Yani; icraya konu borçlar bakımından kulüplere transfer yasağı cezası verilemiyor. Bu da şuna neden oluyor; kulüpler futbolculara (özellikle alt kümedeki oyunculara) sözleşme imzalatırken, olası ihtilafta yetkili mercii olarak UÇK’yı göstermeyerek futbolcuları devlet mahkemelerine itiyor. Kulüp futbolcunun parasını ödemediği zaman da futbolcu mecburen devlet mahkemelerine gidiyor. Gitmek hafif bir tabir; sürünüyor orada. Yıllar süren dava sonucu güç bela alacağını kesinleştirse bile kulüp bu yüzden TFF’den ceza almıyor.

Bu düzenlemeleri yapmak, yukarıda da söylediğim gibi, Yönetim Kurulunun görevi. Ve bu düzenlemeler yapılırken kulüplerin anlık çıkarları ön planda tutuluyor. Ama bu sadece borçları ertelemek anlamına geliyor (benden sonraki yönetim düşünsün mantığı). Zararları çok geçmeden ortaya çıkacak.

PFDK ve AFDK’nın disiplin cezaları verirken baz aldığı Futbol Disiplin Talimatı’nın bazı maddeleri geçtiğimiz günlerde değiştirilmişti hatırlayacağınız üzere. Daha önce değiştirilmesi uğruna Genel Kurul düzenlenen ama beklentilerin aksine oylamadan olumsuz bir karar çıkınca değiştirilemeyen 58. maddeyi şimdiki yönetim, yetkisini kullanarak gece yarısı operasyonuyla değiştirdi. Üzerine bir de 105. maddeyi ekledi. Bu maddelerin FIFA/UEFA normlarına aykırı maddeler olduğunu söylememe gerek yok. TFF’nin görevlerinden biri bağlı uluslar arası mevzuata göre düzenlemeler yapmak iken buna aykırı davranarak görevlerini kötüye kullandığını biliyoruz. Yine aynı şeye geleceğim; ehil olmayan kulüp yöneticilerinin seçtiği ehil olmayan yönetim kurulunun bu hukuksuzları yapması normal.

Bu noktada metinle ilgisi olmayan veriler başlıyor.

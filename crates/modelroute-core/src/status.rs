//! Task lifecycle states.

use serde::{Deserialize, Serialize};
use std::fmt;

/// Lifecycle state of a Task.
///
/// ```text
/// PENDING -> ELIGIBLE -> RUNNING -> COMPLETED
///                           |  ^
///                           v  |
///                         RETRYING -> FAILED
/// ```
/// Any non-terminal state may move to CANCELLED; PENDING may move straight
/// to FAILED when a dependency fails.
#[derive(Debug, Clone, Copy, Default, PartialEq, Eq, Hash, Serialize, Deserialize)]
#[serde(rename_all = "SCREAMING_SNAKE_CASE")]
pub enum TaskStatus {
    /// Submitted, dependencies unmet.
    #[default]
    Pending,
    /// Dependencies met, waiting for a dispatch slot.
    Eligible,
    /// Bound to one candidate backend.
    Running,
    /// Last candidate failed evaluation, moving to the next one.
    Retrying,
    /// A candidate passed evaluation.
    Completed,
    /// All candidates exhausted, or a dependency failed.
    Failed,
    /// Cancelled before completing or failing.
    Cancelled,
}

impl TaskStatus {
    /// Returns true if the task is in a terminal state.
    pub fn is_terminal(&self) -> bool {
        matches!(self, Self::Completed | Self::Failed | Self::Cancelled)
    }

    /// Returns true if the task is still active (not terminal).
    pub fn is_active(&self) -> bool {
        !self.is_terminal()
    }

    /// Upper-case name as used on the wire and in metrics.
    pub fn as_str(&self) -> &'static str {
        match self {
            Self::Pending => "PENDING",
            Self::Eligible => "ELIGIBLE",
            Self::Running => "RUNNING",
            Self::Retrying => "RETRYING",
            Self::Completed => "COMPLETED",
            Self::Failed => "FAILED",
            Self::Cancelled => "CANCELLED",
        }
    }
}

impl fmt::Display for TaskStatus {
    fn fmt(&self, f: &mut fmt::Formatter<'_>) -> fmt::Result {
        f.write_str(self.as_str())
    }
}

#[cfg(test)]
mod tests {
    use super::*;

    #[test]
    fn test_terminal_states() {
        assert!(TaskStatus::Completed.is_terminal());
        assert!(TaskStatus::Failed.is_terminal());
        assert!(TaskStatus::Cancelled.is_terminal());
        assert!(TaskStatus::Retrying.is_active());
        assert!(TaskStatus::Eligible.is_active());
    }
}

Genel olarak toparlamaya çalışayım. TFF Genel Kurulunun seçtiği TFF Yönetim Kurulunun yetkileri arasında talimatlar düzenlemek ve hukuk kurullarını tayin etmek var. Kendi düzenlediği talimat itiraz için ancak kendi tayin ettiği Tahkim Kuruluna götürülebilir. Ya da kendi tayin ettiği PFDK ve AFDK’nın verdiği kararlar itiraz için ancak kendi tayin ettiği Tahkim Kuruluna götürülebilir. Ve Tahkim Kurulu kararları nihaidir, aleyhine yargı yoluna başvurulamaz. Bu ayrıcalık, bu bağımsızlık yönetimi elinde bulunduran kötü niyetli kişilerce nasıl kullanılıyor görüyoruz. TFF, Türkiye’deki yasama-yürütme-yargı sisteminden bağımsız, adeta bir devlet haline gelmiş durumda.

Peki hiç açık yok mu? Çok şükür ki var.

Sonuç Yerine: Tahkim Kurulu Kararlarının CAS’a Taşınması Mümkün mü?

TFF Statüsünün 64. maddesinde şöyle bir ibare var: “Ancak CAS/TAS, … TFF’nin bağımsız ve usulüne uygun olarak oluşturduğu Tahkim Kurulu tarafından alınan kararlar aleyhindeki itirazlara bakamaz.”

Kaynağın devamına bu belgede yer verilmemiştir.